EXERCISE GOAL: Below are the entries to retype; reproduce each one exactly.

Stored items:
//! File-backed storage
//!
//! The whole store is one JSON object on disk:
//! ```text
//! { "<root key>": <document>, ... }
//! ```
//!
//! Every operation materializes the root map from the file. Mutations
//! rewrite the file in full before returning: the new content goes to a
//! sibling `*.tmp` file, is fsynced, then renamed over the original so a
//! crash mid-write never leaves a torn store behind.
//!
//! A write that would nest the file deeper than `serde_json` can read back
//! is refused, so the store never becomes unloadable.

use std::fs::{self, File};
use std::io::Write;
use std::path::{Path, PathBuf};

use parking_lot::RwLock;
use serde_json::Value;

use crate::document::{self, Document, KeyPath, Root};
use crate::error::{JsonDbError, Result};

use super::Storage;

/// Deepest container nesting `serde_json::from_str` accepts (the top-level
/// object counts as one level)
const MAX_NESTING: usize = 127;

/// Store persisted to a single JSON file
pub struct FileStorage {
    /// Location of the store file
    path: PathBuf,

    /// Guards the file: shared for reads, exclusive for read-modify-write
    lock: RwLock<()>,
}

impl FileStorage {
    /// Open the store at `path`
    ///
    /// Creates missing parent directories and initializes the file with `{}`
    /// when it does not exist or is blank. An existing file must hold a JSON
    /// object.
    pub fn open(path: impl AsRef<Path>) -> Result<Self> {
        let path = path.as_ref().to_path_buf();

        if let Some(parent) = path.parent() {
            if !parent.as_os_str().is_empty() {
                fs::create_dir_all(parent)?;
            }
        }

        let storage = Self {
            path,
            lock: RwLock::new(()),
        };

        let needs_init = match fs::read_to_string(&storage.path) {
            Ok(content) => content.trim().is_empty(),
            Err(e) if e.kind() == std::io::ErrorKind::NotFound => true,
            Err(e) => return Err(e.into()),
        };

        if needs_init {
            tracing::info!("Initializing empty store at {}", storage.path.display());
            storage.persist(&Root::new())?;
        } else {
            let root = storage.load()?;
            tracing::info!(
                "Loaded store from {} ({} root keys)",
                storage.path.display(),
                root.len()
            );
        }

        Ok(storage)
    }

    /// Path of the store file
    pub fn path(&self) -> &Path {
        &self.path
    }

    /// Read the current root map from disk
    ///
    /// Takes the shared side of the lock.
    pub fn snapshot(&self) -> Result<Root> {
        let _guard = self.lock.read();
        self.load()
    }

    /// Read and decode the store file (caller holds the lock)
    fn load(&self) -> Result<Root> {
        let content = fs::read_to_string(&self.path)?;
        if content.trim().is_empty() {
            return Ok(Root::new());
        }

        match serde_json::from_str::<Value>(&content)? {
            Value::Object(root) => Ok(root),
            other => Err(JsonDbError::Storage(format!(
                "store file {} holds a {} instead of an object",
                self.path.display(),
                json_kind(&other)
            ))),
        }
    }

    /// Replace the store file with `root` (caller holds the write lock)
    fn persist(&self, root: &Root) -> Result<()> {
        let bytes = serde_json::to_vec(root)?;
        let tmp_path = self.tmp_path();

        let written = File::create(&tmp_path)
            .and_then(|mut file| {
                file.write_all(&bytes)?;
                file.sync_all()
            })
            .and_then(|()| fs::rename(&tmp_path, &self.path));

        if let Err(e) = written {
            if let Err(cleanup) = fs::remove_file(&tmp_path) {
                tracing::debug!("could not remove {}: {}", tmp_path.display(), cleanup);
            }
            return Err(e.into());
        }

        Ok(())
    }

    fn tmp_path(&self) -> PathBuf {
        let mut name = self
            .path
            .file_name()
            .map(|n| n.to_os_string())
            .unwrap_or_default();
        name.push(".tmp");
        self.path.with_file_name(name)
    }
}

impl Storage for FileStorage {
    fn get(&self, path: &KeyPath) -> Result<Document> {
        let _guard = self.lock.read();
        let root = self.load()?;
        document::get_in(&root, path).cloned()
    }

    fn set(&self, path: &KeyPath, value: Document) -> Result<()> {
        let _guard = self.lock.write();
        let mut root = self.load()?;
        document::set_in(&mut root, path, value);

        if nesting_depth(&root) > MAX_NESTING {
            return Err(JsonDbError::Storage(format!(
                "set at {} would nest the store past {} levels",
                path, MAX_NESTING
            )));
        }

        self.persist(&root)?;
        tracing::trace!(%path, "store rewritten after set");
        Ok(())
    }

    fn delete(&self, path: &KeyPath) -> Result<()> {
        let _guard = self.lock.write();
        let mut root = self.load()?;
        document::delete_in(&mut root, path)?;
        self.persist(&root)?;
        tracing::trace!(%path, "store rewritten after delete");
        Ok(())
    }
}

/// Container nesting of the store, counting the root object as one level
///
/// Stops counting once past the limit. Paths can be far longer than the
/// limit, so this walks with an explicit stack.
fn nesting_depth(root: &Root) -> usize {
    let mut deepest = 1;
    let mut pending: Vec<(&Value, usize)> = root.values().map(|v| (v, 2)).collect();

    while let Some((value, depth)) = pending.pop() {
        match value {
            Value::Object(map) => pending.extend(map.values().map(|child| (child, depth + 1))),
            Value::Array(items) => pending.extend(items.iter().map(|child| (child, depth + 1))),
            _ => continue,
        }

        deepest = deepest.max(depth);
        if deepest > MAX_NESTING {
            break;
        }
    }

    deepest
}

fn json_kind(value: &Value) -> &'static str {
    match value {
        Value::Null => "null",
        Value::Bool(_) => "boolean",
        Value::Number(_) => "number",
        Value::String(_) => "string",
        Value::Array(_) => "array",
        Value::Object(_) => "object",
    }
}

RESPONSE FOR THIS EXERCISE:
//! File-backed storage
//!
//! The whole store is one JSON object on disk:
//! ```text
//! { "<root key>": <document>, ... }
//! ```
//!
//! Every operation materializes the root map from the file. Mutations
//! rewrite the file in full before returning: the new content goes to a
//! sibling `*.tmp` file, is fsynced, then renamed over the original so a
//! crash mid-write never leaves a torn store behind.
//!
//! A write that would nest the file deeper than `serde_json` can read back
//! is refused, so the store never becomes unloadable.

use std::fs::{self, File};
use std::io::Write;
use std::path::{Path, PathBuf};

use parking_lot::RwLock;
use serde_json::Value;

use crate::document::{self, Document, KeyPath, Root};
use crate::error::{JsonDbError, Result};

use super::Storage;

/// Deepest container nesting `serde_json::from_str` accepts (the top-level
/// object counts as one level)
const MAX_NESTING: usize = 127;

/// Store persisted to a single JSON file
pub struct FileStorage {
    /// Location of the store file
    path: PathBuf,

    /// Guards the file: shared for reads, exclusive for read-modify-write
    lock: RwLock<()>,
}

impl FileStorage {
    /// Open the store at `path`
    ///
    /// Creates missing parent directories and initializes the file with `{}`
    /// when it does not exist or is blank. An existing file must hold a JSON
    /// object.
    pub fn open(path: impl AsRef<Path>) -> Result<Self> {
        let path = path.as_ref().to_path_buf();

        if let Some(parent) = path.parent() {
            if !parent.as_os_str().is_empty() {
                fs::create_dir_all(parent)?;
            }
        }

        let storage = Self {
            path,
            lock: RwLock::new(()),
        };

        let needs_init = match fs::read_to_string(&storage.path) {
            Ok(content) => content.trim().is_empty(),
            Err(e) if e.kind() == std::io::ErrorKind::NotFound => true,
            Err(e) => return Err(e.into()),
        };

        if needs_init {
            tracing::info!("Initializing empty store at {}", storage.path.display());
            storage.persist(&Root::new())?;
        } else {
            let root = storage.load()?;
            tracing::info!(
                "Loaded store from {} ({} root keys)",
                storage.path.display(),
                root.len()
            );
        }

        Ok(storage)
    }

    /// Path of the store file
    pub fn path(&self) -> &Path {
        &self.path
    }

    /// Read the current root map from disk
    ///
    /// Takes the shared side of the lock.
    pub fn snapshot(&self) -> Result<Root> {
        let _guard = self.lock.read();
        self.load()
    }

    /// Read and decode the store file (caller holds the lock)
    fn load(&self) -> Result<Root> {
        let content = fs::read_to_string(&self.path)?;
        if content.trim().is_empty() {
            return Ok(Root::new());
        }

        match serde_json::from_str::<Value>(&content)? {
            Value::Object(root) => Ok(root),
            other => Err(JsonDbError::Storage(format!(
                "store file {} holds a {} instead of an object",
                self.path.display(),
                json_kind(&other)
            ))),
        }
    }

    /// Replace the store file with `root` (caller holds the write lock)
    fn persist(&self, root: &Root) -> Result<()> {
        let bytes = serde_json::to_vec(root)?;
        let tmp_path = self.tmp_path();

        let written = File::create(&tmp_path)
            .and_then(|mut file| {
                file.write_all(&bytes)?;
                file.sync_all()
            })
            .and_then(|()| fs::rename(&tmp_path, &self.path));

        if let Err(e) = written {
            if let Err(cleanup) = fs::remove_file(&tmp_path) {
                tracing::debug!("could not remove {}: {}", tmp_path.display(), cleanup);
            }
            return Err(e.into());
        }

        Ok(())
    }

    fn tmp_path(&self) -> PathBuf {
        let mut name = self
            .path
            .file_name()
            .map(|n| n.to_os_string())
            .unwrap_or_default();
        name.push(".tmp");
        self.path.with_file_name(name)
    }
}

impl Storage for FileStorage {
    fn get(&self, path: &KeyPath) -> Result<Document> {
        let _guard = self.lock.read();
        let root = self.load()?;
        document::get_in(&root, path).cloned()
    }

    fn set(&self, path: &KeyPath, value: Document) -> Result<()> {
        let _guard = self.lock.write();
        let mut root = self.load()?;
        document::set_in(&mut root, path, value);

        if nesting_depth(&root) > MAX_NESTING {
            return Err(JsonDbError::Storage(format!(
                "set at {} would nest the store past {} levels",
                path, MAX_NESTING
            )));
        }

        self.persist(&root)?;
        tracing::trace!(%path, "store rewritten after set");
        Ok(())
    }

    fn delete(&self, path: &KeyPath) -> Result<()> {
        let _guard = self.lock.write();
        let mut root = self.load()?;
        document::delete_in(&mut root, path)?;
        self.persist(&root)?;
        tracing::trace!(%path, "store rewritten after delete");
        Ok(())
    }
}

/// Container nesting of the store, counting the root object as one level
///
/// Stops counting once past the limit. Paths can be far longer than the
/// limit, so this walks with an explicit stack.
fn nesting_depth(root: &Root) -> usize {
    let mut deepest = 1;
    let mut pending: Vec<(&Value, usize)> = root.values().map(|v| (v, 2)).collect();

    while let Some((value, depth)) = pending.pop() {
        match value {
            Value::Object(map) => pending.extend(map.values().map(|child| (child, depth + 1))),
            Value::Array(items) => pending.extend(items.iter().map(|child| (child, depth + 1))),
            _ => continue,
        }

        deepest = deepest.max(depth);
        if deepest > MAX_NESTING {
            break;
        }
    }

    deepest
}

fn json_kind(value: &Value) -> &'static str {
    match value {
        Value::Null => "null",
        Value::Bool(_) => "boolean",
        Value::Number(_) => "number",
        Value::String(_) => "string",
        Value::Array(_) => "array",
        Value::Object(_) => "object",
    }
}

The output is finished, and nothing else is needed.